Steady state direct current plasma immersion ion implantation (PIII) using a grounded conducting grid

A novel process to implant ions with a grounded conducting grid on top of the wafer stage is described. The implantation is performed in low gas pressure steady stale DC mode. The ion paths are numerical simulated by the particle-in-cell (PIC) method. It is observed that the ion paths are optimized for certain implant geometry. In this configuration, the directional angle of the acceleration vector does not depend on the mass and charge state of the ions and the ratio of the partial differentials of the scalar potential φ along the radial and longitudinal direction remains constant for different applied voltage.

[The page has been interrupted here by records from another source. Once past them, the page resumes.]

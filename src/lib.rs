//! This crate exposes the internal functionality of the rangescan TCP
//! connect scanner.
//!
//! rangescan probes one IPv4 host across one inclusive port range and
//! reports the ports that accept a connection. It completes the TCP
//! handshake and closes the stream immediately; no data is exchanged.
//!
//! ## Architecture Overview
//!
//! The core scanning behaviour is managed by
//! [`Scanner`](crate::scanner::Scanner):
//!
//! 1. **Input Processing**: the address and range are checked by
//!    [`validate`], host names go through [`address`]
//! 2. **Port Strategy**: [`port_strategy`] decides the probe order
//! 3. **Socket Scanning**: up to `batch_size` connect probes run at once,
//!    each bounded by a timeout
//! 4. **Result Processing**: open ports are collected into an ascending
//!    [`ScanReport`](crate::scanner::ScanReport)
//!
//! ## Basic Usage Example
//!
//! ```rust
//! use std::net::Ipv4Addr;
//! use tokio_util::sync::CancellationToken;
//!
//! use rangescan::scanner::{NoProgress, ScanConfig, Scanner};
//! use rangescan::target::Target;
//! use rangescan::validate::parse_port_range;
//!
//! # tokio::runtime::Runtime::new().unwrap().block_on(async {
//! let range = parse_port_range("1-1000").unwrap();
//! let target = Target::new(Ipv4Addr::LOCALHOST, range);
//!
//! let scanner = Scanner::new(target, ScanConfig::default());
//! let report = scanner
//!     .run(&NoProgress, &CancellationToken::new())
//!     .await
//!     .unwrap();
//!
//! println!("{} open: {}", report.count(), report.joined_ports());
//! # });
//! ```
//!
//! ## Error Handling
//!
//! Closed, filtered and unreachable ports are probe outcomes, not errors.
//! [`ScanError`](crate::error::ScanError) covers what aborts a run: bad
//! input, failed resolution, running out of sockets and a broken config
//! file.
#![allow(clippy::needless_doctest_main)]

pub mod tui;

pub mod error;

pub mod input;

pub mod validate;

pub mod target;

pub mod address;

pub mod scanner;

pub mod port_strategy;
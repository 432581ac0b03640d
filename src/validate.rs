//! Syntax checks for the address and port range arguments.
//!
//! The predicates only look at the shape of the input. [`parse_ipv4`] and
//! [`parse_port_range`] build the typed values and reject the inputs that
//! are well-formed but unusable.
use std::net::Ipv4Addr;

use crate::error::ScanError;
use crate::target::PortRange;

/// Returns true when `s` is four dot-separated groups of one to three
/// decimal digits, each no greater than 255.
///
/// Leading zeros are allowed and read as decimal, so `010.0.0.1` is the
/// same address as `10.0.0.1`.
///
/// ```rust
/// # use rangescan::validate::is_valid_ipv4;
/// assert!(is_valid_ipv4("192.168.1.1"));
/// assert!(!is_valid_ipv4("256.1.1.1"));
/// assert!(!is_valid_ipv4("1.2.3"));
/// ```
pub fn is_valid_ipv4(s: &str) -> bool {
    octets(s).is_some()
}

/// Returns true when `s` is `<digits>-<digits>`.
///
/// The numeric values and their order are not checked here, see
/// [`parse_port_range`].
///
/// ```rust
/// # use rangescan::validate::is_valid_port_range;
/// assert!(is_valid_port_range("1-65535"));
/// assert!(is_valid_port_range("99999-1"));
/// assert!(!is_valid_port_range("abc-1"));
/// ```
pub fn is_valid_port_range(s: &str) -> bool {
    split_range(s).is_some()
}

pub fn parse_ipv4(s: &str) -> Result<Ipv4Addr, ScanError> {
    octets(s)
        .map(Ipv4Addr::from)
        .ok_or_else(|| ScanError::InvalidAddress(s.to_owned()))
}

/// Parses `<start>-<end>` into an inclusive [`PortRange`].
///
/// Values above 65535 and reversed ranges are rejected rather than clamped.
pub fn parse_port_range(s: &str) -> Result<PortRange, ScanError> {
    let (start, end) = split_range(s)
        .ok_or_else(|| ScanError::port_range(s, "expected '<start>-<end>', e.g. 1-1000"))?;

    let start: u16 = start
        .parse()
        .map_err(|_| ScanError::port_range(s, format!("start port {start} is above 65535")))?;
    let end: u16 = end
        .parse()
        .map_err(|_| ScanError::port_range(s, format!("end port {end} is above 65535")))?;

    PortRange::new(start, end).ok_or_else(|| {
        ScanError::port_range(
            s,
            format!("start port {start} is greater than end port {end}"),
        )
    })
}

fn octets(s: &str) -> Option<[u8; 4]> {
    let mut out = [0u8; 4];
    let mut groups = s.split('.');

    for slot in &mut out {
        let group = groups.next()?;
        if group.is_empty() || group.len() > 3 || !all_digits(group) {
            return None;
        }
        // at most three digits, so this only fails above 255
        *slot = group.parse().ok()?;
    }

    groups.next().is_none().then_some(out)
}

fn split_range(s: &str) -> Option<(&str, &str)> {
    let (start, end) = s.split_once('-')?;
    (!start.is_empty() && !end.is_empty() && all_digits(start) && all_digits(end))
        .then_some((start, end))
}

fn all_digits(s: &str) -> bool {
    s.bytes().all(|b| b.is_ascii_digit())
}

#[cfg(test)]
mod tests {
    use super::*;
    use parameterized::parameterized;

    #[parameterized(input = {
        "192.168.1.1", "0.0.0.0", "255.255.255.255", "127.0.0.1", "8.8.8.8",
    })]
    fn accepts_ipv4(input: &str) {
        assert!(is_valid_ipv4(input));
    }

    #[parameterized(input = {
        "256.1.1.1", "1.2.3", "1.2.3.4.5", "", "1..2.3", "a.b.c.d", "1.2.3.-4",
        " 1.2.3.4", "1.2.3.4 ", "1000.1.1.1", "1.2.3.4.", "+1.2.3.4", "localhost",
    })]
    fn rejects_ipv4(input: &str) {
        assert!(!is_valid_ipv4(input));
    }

    // Leading zeros are kept permissive and read as decimal, never octal.
    #[test]
    fn leading_zeros_are_decimal() {
        assert!(is_valid_ipv4("01.2.3.4"));
        assert!(is_valid_ipv4("010.000.001.255"));
        assert_eq!(parse_ipv4("010.0.0.1").unwrap(), Ipv4Addr::new(10, 0, 0, 1));
        assert!(!is_valid_ipv4("0001.2.3.4"));
    }

    #[parameterized(input = {
        "1-65535", "2000-2000", "0-0", "99999-1", "007-8",
    })]
    fn accepts_port_range_syntax(input: &str) {
        assert!(is_valid_port_range(input));
    }

    #[parameterized(input = {
        "abc-1", "1-", "-1", "1", "1-2-3", "1 - 2", "", "-", "1-2a", "+1-2",
    })]
    fn rejects_port_range_syntax(input: &str) {
        assert!(!is_valid_port_range(input));
    }

    #[test]
    fn parses_full_range() {
        let range = parse_port_range("1-65535").unwrap();
        assert_eq!(range.start(), 1);
        assert_eq!(range.end(), 65535);
        assert_eq!(range.len(), 65535);
    }

    #[test]
    fn parses_single_port_range() {
        let range = parse_port_range("2000-2000").unwrap();
        assert_eq!(range.len(), 1);
        assert_eq!(range.iter().collect::<Vec<_>>(), vec![2000]);
    }

    // Syntax passes but the value is not a port: rejected, not clamped.
    #[test]
    fn rejects_out_of_range_port() {
        let err = parse_port_range("1-99999").unwrap_err();
        assert!(matches!(err, ScanError::InvalidPortRange { .. }));
        assert!(err.to_string().contains("end port 99999 is above 65535"));
    }

    #[test]
    fn rejects_reversed_range() {
        let err = parse_port_range("5-1").unwrap_err();
        assert!(err
            .to_string()
            .contains("start port 5 is greater than end port 1"));
    }

    #[test]
    fn rejects_bad_syntax_with_hint() {
        let err = parse_port_range("abc-1").unwrap_err();
        assert!(err.to_string().contains("expected '<start>-<end>'"));
    }

    #[test]
    fn invalid_ipv4_is_invalid_address() {
        assert!(matches!(
            parse_ipv4("300.1.1.1"),
            Err(ScanError::InvalidAddress(s)) if s == "300.1.1.1"
        ));
    }
}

The retained dose and impact energy uniformity on the wafer is totally determined by the ratio of the radius of wafer stage r, the radius of chamber R, the distance between the wafer stage and the grid H, and the thickness of the wafer stage D. Our results suggest that the best ratio of r:R:H:D be 1:4:2.5:2, i.e., a disk shape chamber. In addition to retaining the large area and parallel processing advantages of plasma immersion ion implantation (PIII), the technique allows the implantation energy to be extended far beyond the limit of PIII as the technique obviates the use of the power modulator which not only limits the implantation energy but also is the most expensive and technologically complex hardware component in a PIII system.